■ **PROBLEM STATEMENT**:
Wherever "images" appears in the records below, copy the line that holds it.

╭─ DATA FOR REVIEW

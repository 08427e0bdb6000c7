//! Authentication middleware.

use dealer_store::{DealerStore, StoreError};
use entities::{User, UserRole};
use axum::{
    extract::{Request, State},
    middleware::Next,
    response::{IntoResponse, Response},
};
use identity::Claims;

use crate::error::ServerError;
use crate::state::SharedState;

/// The resolved caller, injected into request extensions.
///
/// Workflow operations receive this explicitly; nothing below the HTTP layer
/// reads ambient authentication state.
#[derive(Debug, Clone)]
pub struct AuthenticatedUser {
    /// Internal user ID.
    pub id: uuid::Uuid,
    /// Identity-provider subject.
    pub external_id: String,
    /// Email address.
    pub email: String,
    /// Role.
    pub role: UserRole,
}

impl AuthenticatedUser {
    /// Returns true if the caller is an administrator.
    pub fn is_admin(&self) -> bool {
        self.role == UserRole::Admin
    }
}

impl From<&User> for AuthenticatedUser {
    fn from(user: &User) -> Self {
        Self {
            id: user.id,
            external_id: user.external_id.clone(),
            email: user.email.clone(),
            role: user.role,
        }
    }
}

/// Extracts the bearer token from the Authorization header.
///
/// Returns an owned string: the request body is not `Sync`, so a request
/// borrow must not be held across the store awaits below.
fn extract_token(request: &Request) -> Option<String> {
    request
        .headers()
        .get(axum::http::header::AUTHORIZATION)
        .and_then(|value| value.to_str().ok())
        .and_then(|value| value.strip_prefix("Bearer "))
        .map(str::to_owned)
}

/// Resolves identity-provider claims to an internal user record, creating it
/// on first authenticated access. The admin allow-list in the configuration
/// decides the initial role.
pub async fn resolve_user<S: DealerStore>(
    state: &SharedState<S>,
    claims: &Claims,
) -> Result<AuthenticatedUser, ServerError> {
    if let Some(user) = state.store.get_user_by_external_id(&claims.sub).await? {
        return Ok(AuthenticatedUser::from(&user));
    }

    let role = if state.config.is_admin_email(&claims.email) {
        UserRole::Admin
    } else {
        UserRole::User
    };

    let mut user = User::new(claims.sub.clone(), claims.email.clone()).with_role(role);
    user.name = claims.name.clone();
    user.image_url = claims.picture.clone();

    match state.store.create_user(user).await {
        Ok(user) => {
            tracing::info!(user_id = %user.id, role = ?user.role, "User created on first access");
            Ok(AuthenticatedUser::from(&user))
        }
        // Two first requests can race the insert; the loser reads the winner.
        Err(StoreError::AlreadyExists { .. }) => {
            let user = state
                .store
                .get_user_by_external_id(&claims.sub)
                .await?
                .ok_or_else(|| ServerError::Internal("User vanished after insert race".into()))?;
            Ok(AuthenticatedUser::from(&user))
        }
        Err(e) => Err(e.into()),
    }
}

async fn authenticate<S: DealerStore>(
    state: &SharedState<S>,
    token: Option<String>,
) -> Result<AuthenticatedUser, ServerError> {
    let token = token.ok_or(ServerError::AuthenticationRequired)?;
    let claims = state
        .verifier
        .validate_token(&token)
        .map_err(|_| ServerError::AuthenticationRequired)?;
    resolve_user(state, &claims).await
}

/// Authentication middleware.
///
/// Validates the bearer token, resolves the internal user (creating it on
/// first access), and stores the authenticated user in request extensions.
pub async fn auth_middleware<S: DealerStore + 'static>(
    State(state): State<SharedState<S>>,
    mut request: Request,
    next: Next,
) -> Response {
    let token = extract_token(&request);
    match authenticate(&state, token).await {
        Ok(user) => {
            request.extensions_mut().insert(user);
            next.run(request).await
        }
        Err(e) => e.into_response(),
    }
}

/// Optional authentication middleware.
///
/// Works like [`auth_middleware`] but lets anonymous requests through.
/// Used by catalog endpoints that only need the caller for wishlist flags.
pub async fn optional_auth_middleware<S: DealerStore + 'static>(
    State(state): State<SharedState<S>>,
    mut request: Request,
    next: Next,
) -> Response {
    let token = extract_token(&request);
    if let Ok(user) = authenticate(&state, token).await {
        request.extensions_mut().insert(user);
    }
    next.run(request).await
}

/// Admin guard, layered after [`auth_middleware`].
pub async fn require_admin(request: Request, next: Next) -> Response {
    let is_admin = request
        .extensions()
        .get::<AuthenticatedUser>()
        .is_some_and(AuthenticatedUser::is_admin);

    if !is_admin {
        return ServerError::PermissionDenied("Admin access required".to_string())
            .into_response();
    }
    next.run(request).await
}

#[cfg(test)]
mod tests {
    use dealer_store::MemoryDealerStore;
    use identity::{IdentityConfig, TokenVerifier};

    use super::*;
    use crate::config::Config;
    use crate::state::create_shared_state;

    fn test_state() -> SharedState<MemoryDealerStore> {
        let config = Config {
            host: "127.0.0.1".to_string(),
            port: 0,
            database_url: "sqlite::memory:".to_string(),
            jwt_secret: "test-secret-long-enough-for-hs256".to_string(),
            admin_emails: vec!["admin@example.com".to_string()],
            gemini_api_key: None,
            gemini_model: None,
            log_level: "info".to_string(),
        };
        let verifier = TokenVerifier::new(IdentityConfig::new(config.jwt_secret.clone()));
        create_shared_state(config, MemoryDealerStore::new(), verifier, None)
    }

    #[tokio::test]
    async fn test_first_access_creates_user() {
        let state = test_state();
        let claims = Claims::new("provider|1", "someone@example.com", None, 24);

        let user = resolve_user(&state, &claims).await.unwrap();
        assert_eq!(user.role, UserRole::User);

        let stored = state
            .store
            .get_user_by_external_id("provider|1")
            .await
            .unwrap()
            .unwrap();
        assert_eq!(stored.id, user.id);

        // Second access resolves to the same record.
        let again = resolve_user(&state, &claims).await.unwrap();
        assert_eq!(again.id, user.id);
    }

    #[tokio::test]
    async fn test_admin_allow_list_grants_admin() {
        let state = test_state();
        let claims = Claims::new("provider|2", "admin@example.com", None, 24);

        let user = resolve_user(&state, &claims).await.unwrap();
        assert!(user.is_admin());
    }
}
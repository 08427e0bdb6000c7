//! Cache invalidation events.
//!
//! Workflow mutations return the cache events they produced instead of
//! reaching into the presentation layer; the queue folds events into the set
//! of stale view paths that the frontend drains and re-fetches.

use std::collections::HashSet;

use uuid::Uuid;

/// A view-affecting mutation emitted by a workflow operation.
#[derive(Debug, Clone, PartialEq, Eq)]
pub enum CacheEvent {
    /// A booking for the car was created or changed.
    CarBookingsChanged { car_id: Uuid },
    /// The car record itself changed (created, edited, deleted).
    CarChanged { car_id: Uuid },
    /// A user's wishlist changed.
    WishlistChanged,
    /// A user's reservations view changed.
    ReservationsChanged,
    /// The admin bookings view changed.
    AdminBookingsChanged,
    /// The admin inventory view changed.
    AdminCarsChanged,
}

impl CacheEvent {
    /// View paths invalidated by this event.
    pub fn paths(&self) -> Vec<String> {
        match self {
            Self::CarBookingsChanged { car_id } => vec![
                format!("/cars/{car_id}"),
                format!("/test-drive/{car_id}"),
            ],
            Self::CarChanged { car_id } => {
                vec![format!("/cars/{car_id}"), "/cars".to_string()]
            }
            Self::WishlistChanged => vec!["/saved-cars".to_string()],
            Self::ReservationsChanged => vec!["/reservations".to_string()],
            Self::AdminBookingsChanged => vec!["/admin/test-drives".to_string()],
            Self::AdminCarsChanged => vec!["/admin/cars".to_string()],
        }
    }
}

/// Accumulates stale view paths between drains.
#[derive(Debug, Default)]
pub struct RevalidationQueue {
    paths: HashSet<String>,
}

impl RevalidationQueue {
    /// Creates a new empty queue.
    pub fn new() -> Self {
        Self::default()
    }

    /// Records an event's paths as stale.
    pub fn record(&mut self, event: &CacheEvent) {
        self.paths.extend(event.paths());
    }

    /// Records a batch of events.
    pub fn record_all(&mut self, events: &[CacheEvent]) {
        for event in events {
            self.record(event);
        }
    }

    /// Drains and returns the stale paths, sorted for stable output.
    pub fn take(&mut self) -> Vec<String> {
        let mut paths: Vec<String> = self.paths.drain().collect();
        paths.sort();
        paths
    }
}
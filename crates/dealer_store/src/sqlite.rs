//! SQLite dealer store implementation.

use async_trait::async_trait;
use chrono::{DateTime, NaiveDate, Utc};
use entities::{Booking, BookingStatus, Car, CarStatus, User, UserRole};
use sqlx::{
    sqlite::{SqliteConnectOptions, SqlitePoolOptions},
    QueryBuilder, Row, SqlitePool,
};
use uuid::Uuid;

use crate::{
    BookingFilter, CarFilter, CarSort, DealerStore, StoreError, StoreResult,
};

/// Embedded schema, applied on startup.
///
/// The partial unique index over active bookings is what makes
/// `create_booking` safe under concurrent requests: two inserts for the same
/// (car, date, start time) slot cannot both commit while either row is
/// PENDING or CONFIRMED.
///
/// Booking rows are never physically deleted and must outlive their car
/// record, so the bookings table carries plain ID columns rather than
/// foreign keys.
const SCHEMA: &str = "
CREATE TABLE IF NOT EXISTS users (
    id TEXT PRIMARY KEY,
    external_id TEXT NOT NULL UNIQUE,
    email TEXT NOT NULL,
    name TEXT,
    image_url TEXT,
    role TEXT NOT NULL,
    created_at TEXT NOT NULL,
    updated_at TEXT NOT NULL
);

CREATE TABLE IF NOT EXISTS cars (
    id TEXT PRIMARY KEY,
    make TEXT NOT NULL,
    model TEXT NOT NULL,
    year INTEGER NOT NULL,
    price REAL NOT NULL,
    mileage INTEGER NOT NULL,
    color TEXT NOT NULL,
    fuel_type TEXT NOT NULL,
    transmission TEXT NOT NULL,
    body_type TEXT NOT NULL,
    seats INTEGER,
    description TEXT NOT NULL,
    status TEXT NOT NULL,
    featured INTEGER NOT NULL DEFAULT 0,
    images TEXT NOT NULL,
    created_at TEXT NOT NULL,
    updated_at TEXT NOT NULL
);

CREATE TABLE IF NOT EXISTS test_drive_bookings (
    id TEXT PRIMARY KEY,
    car_id TEXT NOT NULL,
    user_id TEXT NOT NULL,
    booking_date TEXT NOT NULL,
    start_time TEXT NOT NULL,
    end_time TEXT NOT NULL,
    notes TEXT,
    status TEXT NOT NULL,
    created_at TEXT NOT NULL,
    updated_at TEXT NOT NULL
);

CREATE UNIQUE INDEX IF NOT EXISTS idx_bookings_active_slot
    ON test_drive_bookings (car_id, booking_date, start_time)
    WHERE status IN ('PENDING', 'CONFIRMED');

CREATE TABLE IF NOT EXISTS saved_cars (
    user_id TEXT NOT NULL REFERENCES users(id),
    car_id TEXT NOT NULL REFERENCES cars(id),
    saved_at TEXT NOT NULL,
    PRIMARY KEY (user_id, car_id)
);
";

fn car_status_to_string(status: CarStatus) -> &'static str {
    match status {
        CarStatus::Available => "AVAILABLE",
        CarStatus::Unavailable => "UNAVAILABLE",
        CarStatus::Sold => "SOLD",
    }
}

fn parse_car_status(s: &str) -> StoreResult<CarStatus> {
    match s {
        "AVAILABLE" => Ok(CarStatus::Available),
        "UNAVAILABLE" => Ok(CarStatus::Unavailable),
        "SOLD" => Ok(CarStatus::Sold),
        other => Err(StoreError::Other(format!("Unknown car status: {other}"))),
    }
}

fn booking_status_to_string(status: BookingStatus) -> &'static str {
    match status {
        BookingStatus::Pending => "PENDING",
        BookingStatus::Confirmed => "CONFIRMED",
        BookingStatus::Completed => "COMPLETED",
        BookingStatus::Cancelled => "CANCELLED",
        BookingStatus::NoShow => "NO_SHOW",
    }
}

fn parse_booking_status(s: &str) -> StoreResult<BookingStatus> {
    match s {
        "PENDING" => Ok(BookingStatus::Pending),
        "CONFIRMED" => Ok(BookingStatus::Confirmed),
        "COMPLETED" => Ok(BookingStatus::Completed),
        "CANCELLED" => Ok(BookingStatus::Cancelled),
        "NO_SHOW" => Ok(BookingStatus::NoShow),
        other => Err(StoreError::Other(format!("Unknown booking status: {other}"))),
    }
}

fn role_to_string(role: UserRole) -> &'static str {
    match role {
        UserRole::User => "USER",
        UserRole::Admin => "ADMIN",
    }
}

fn parse_role(s: &str) -> StoreResult<UserRole> {
    match s {
        "USER" => Ok(UserRole::User),
        "ADMIN" => Ok(UserRole::Admin),
        other => Err(StoreError::Other(format!("Unknown user role: {other}"))),
    }
}

fn parse_uuid(s: &str) -> StoreResult<Uuid> {
    s.parse()
        .map_err(|_| StoreError::Other(format!("Invalid UUID in database: {s}")))
}

fn parse_timestamp(s: &str) -> StoreResult<DateTime<Utc>> {
    DateTime::parse_from_rfc3339(s)
        .map(|dt| dt.with_timezone(&Utc))
        .map_err(|_| StoreError::Other(format!("Invalid timestamp in database: {s}")))
}

fn parse_date(s: &str) -> StoreResult<NaiveDate> {
    s.parse()
        .map_err(|_| StoreError::Other(format!("Invalid date in database: {s}")))
}

#[derive(sqlx::FromRow)]
struct UserRow {
    id: String,
    external_id: String,
    email: String,
    name: Option<String>,
    image_url: Option<String>,
    role: String,
    created_at: String,
    updated_at: String,
}

impl UserRow {
    fn into_user(self) -> StoreResult<User> {
        Ok(User {
            id: parse_uuid(&self.id)?,
            external_id: self.external_id,
            email: self.email,
            name: self.name,
            image_url: self.image_url,
            role: parse_role(&self.role)?,
            created_at: parse_timestamp(&self.created_at)?,
            updated_at: parse_timestamp(&self.updated_at)?,
        })
    }
}

#[derive(sqlx::FromRow)]
struct CarRow {
    id: String,
    make: String,
    model: String,
    year: i32,
    price: f64,
    mileage: i32,
    color: String,
    fuel_type: String,
    transmission: String,
    body_type: String,
    seats: Option<i32>,
    description: String,
    status: String,
    featured: bool,
    images: String,
    created_at: String,
    updated_at: String,
}

impl CarRow {
    fn into_car(self) -> StoreResult<Car> {
        Ok(Car {
            id: parse_uuid(&self.id)?,
            make: self.make,
            model: self.model,
            year: self.year,
            price: self.price,
            mileage: self.mileage,
            color: self.color,
            fuel_type: self.fuel_type,
            transmission: self.transmission,
            body_type: self.body_type,
            seats: self.seats,
            description: self.description,
            status: parse_car_status(&self.status)?,
            featured: self.featured,
            images: serde_json::from_str(&self.images)?,
            created_at: parse_timestamp(&self.created_at)?,
            updated_at: parse_timestamp(&self.updated_at)?,
        })
    }
}

#[derive(sqlx::FromRow)]
struct BookingRow {
    id: String,
    car_id: String,
    user_id: String,
    booking_date: String,
    start_time: String,
    end_time: String,
    notes: Option<String>,
    status: String,
    created_at: String,
    updated_at: String,
}

impl BookingRow {
    fn into_booking(self) -> StoreResult<Booking> {
        Ok(Booking {
            id: parse_uuid(&self.id)?,
            car_id: parse_uuid(&self.car_id)?,
            user_id: parse_uuid(&self.user_id)?,
            booking_date: parse_date(&self.booking_date)?,
            start_time: self.start_time,
            end_time: self.end_time,
            notes: self.notes,
            status: parse_booking_status(&self.status)?,
            created_at: parse_timestamp(&self.created_at)?,
            updated_at: parse_timestamp(&self.updated_at)?,
        })
    }
}

const CAR_COLUMNS: &str = "id, make, model, year, price, mileage, color, fuel_type, \
     transmission, body_type, seats, description, status, featured, images, \
     created_at, updated_at";

const BOOKING_COLUMNS: &str = "id, car_id, user_id, booking_date, start_time, end_time, notes, \
     status, created_at, updated_at";

/// Appends the WHERE clause for a car filter to a query builder.
fn push_car_filter(builder: &mut QueryBuilder<'_, sqlx::Sqlite>, filter: &CarFilter) {
    builder.push(" WHERE 1=1");
    if let Some(search) = &filter.search {
        let pattern = format!("%{}%", search.to_lowercase());
        builder.push(" AND (LOWER(make) LIKE ");
        builder.push_bind(pattern.clone());
        builder.push(" OR LOWER(model) LIKE ");
        builder.push_bind(pattern.clone());
        builder.push(" OR LOWER(description) LIKE ");
        builder.push_bind(pattern);
        builder.push(")");
    }
    if let Some(make) = &filter.make {
        builder.push(" AND LOWER(make) = ");
        builder.push_bind(make.to_lowercase());
    }
    if let Some(body_type) = &filter.body_type {
        builder.push(" AND LOWER(body_type) = ");
        builder.push_bind(body_type.to_lowercase());
    }
    if let Some(fuel_type) = &filter.fuel_type {
        builder.push(" AND LOWER(fuel_type) = ");
        builder.push_bind(fuel_type.to_lowercase());
    }
    if let Some(transmission) = &filter.transmission {
        builder.push(" AND LOWER(transmission) = ");
        builder.push_bind(transmission.to_lowercase());
    }
    if let Some(status) = filter.status {
        builder.push(" AND status = ");
        builder.push_bind(car_status_to_string(status));
    }
    if let Some(featured) = filter.featured {
        builder.push(" AND featured = ");
        builder.push_bind(featured);
    }
    if let Some(min) = filter.min_price {
        builder.push(" AND price >= ");
        builder.push_bind(min);
    }
    if let Some(max) = filter.max_price {
        builder.push(" AND price <= ");
        builder.push_bind(max);
    }
}
//! Car-related entity definitions.

use chrono::{DateTime, Utc};
use serde::{Deserialize, Serialize};
use uuid::Uuid;

/// Lifecycle status of a car listing.
#[derive(Debug, Clone, Copy, PartialEq, Eq, Hash, Serialize, Deserialize)]
#[serde(rename_all = "UPPERCASE")]
pub enum CarStatus {
    /// Listed and open for test drives.
    Available,
    /// Temporarily withdrawn from the catalog.
    Unavailable,
    /// Sold.
    Sold,
}

impl Default for CarStatus {
    fn default() -> Self {
        Self::Available
    }
}

/// A car in the dealership inventory.
#[derive(Debug, Clone, Serialize, Deserialize)]
pub struct Car {
    /// Unique identifier.
    pub id: Uuid,
    /// Manufacturer.
    pub make: String,
    /// Model name.
    pub model: String,
    /// Model year.
    pub year: i32,
    /// Asking price.
    pub price: f64,
    /// Mileage in kilometres.
    pub mileage: i32,
    /// Exterior color.
    pub color: String,
    /// Fuel type (Petrol, Diesel, Electric, Hybrid, ...).
    pub fuel_type: String,
    /// Transmission (Automatic, Manual, ...).
    pub transmission: String,
    /// Body type (SUV, Sedan, Hatchback, ...).
    pub body_type: String,
    /// Number of seats.
    pub seats: Option<i32>,
    /// Free-text description.
    pub description: String,
    /// Current lifecycle status.
    pub status: CarStatus,
    /// Whether the car is featured on the homepage.
    pub featured: bool,
    /// Ordered image URLs.
    pub images: Vec<String>,
    /// When this record was created.
    pub created_at: DateTime<Utc>,
    /// When this record was last updated.
    pub updated_at: DateTime<Utc>,
}

impl Car {
    /// Creates a new available, non-featured car.
    pub fn new(
        make: impl Into<String>,
        model: impl Into<String>,
        year: i32,
        price: f64,
    ) -> Self {
        let now = Utc::now();
        Self {
            id: Uuid::new_v4(),
            make: make.into(),
            model: model.into(),
            year,
            price,
            mileage: 0,
            color: String::new(),
            fuel_type: String::new(),
            transmission: String::new(),
            body_type: String::new(),
            seats: None,
            description: String::new(),
            status: CarStatus::Available,
            featured: false,
            images: Vec::new(),
            created_at: now,
            updated_at: now,
        }
    }

    /// Sets the mileage.
    pub fn with_mileage(mut self, mileage: i32) -> Self {
        self.mileage = mileage;
        self
    }

    /// Sets the color.
    pub fn with_color(mut self, color: impl Into<String>) -> Self {
        self.color = color.into();
        self
    }

    /// Sets the fuel type.
    pub fn with_fuel_type(mut self, fuel_type: impl Into<String>) -> Self {
        self.fuel_type = fuel_type.into();
        self
    }

    /// Sets the transmission.
    pub fn with_transmission(mut self, transmission: impl Into<String>) -> Self {
        self.transmission = transmission.into();
        self
    }

    /// Sets the body type.
    pub fn with_body_type(mut self, body_type: impl Into<String>) -> Self {
        self.body_type = body_type.into();
        self
    }

    /// Sets the description.
    pub fn with_description(mut self, description: impl Into<String>) -> Self {
        self.description = description.into();
        self
    }

    /// Sets the status.
    pub fn with_status(mut self, status: CarStatus) -> Self {
        self.status = status;
        self
    }

    /// Marks the car as featured.
    pub fn with_featured(mut self, featured: bool) -> Self {
        self.featured = featured;
        self
    }

    /// Sets the image URLs.
    pub fn with_images(mut self, images: Vec<String>) -> Self {
        self.images = images;
        self
    }

    /// Returns true if the car can be booked for a test drive.
    pub fn is_available(&self) -> bool {
        self.status == CarStatus::Available
    }
}

/// A wishlist association between a user and a car.
///
/// Unique per (user, car) pair; created and removed by the toggle operation.
#[derive(Debug, Clone, Serialize, Deserialize)]
pub struct SavedCar {
    /// Owning user ID.
    pub user_id: Uuid,
    /// Saved car ID.
    pub car_id: Uuid,
    /// When the car was saved.
    pub saved_at: DateTime<Utc>,
}

impl SavedCar {
    /// Creates a new saved-car association.
    pub fn new(user_id: Uuid, car_id: Uuid) -> Self {
        Self {
            user_id,
            car_id,
            saved_at: Utc::now(),
        }
    }
}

╰─

■ **EXPECTED OUTPUT**:
    images TEXT NOT NULL,
    images: String,
            images: serde_json::from_str(&self.images)?,
     transmission, body_type, seats, description, status, featured, images, \
    pub images: Vec<String>,
            images: Vec::new(),
    pub fn with_images(mut self, images: Vec<String>) -> Self {
        self.images = images;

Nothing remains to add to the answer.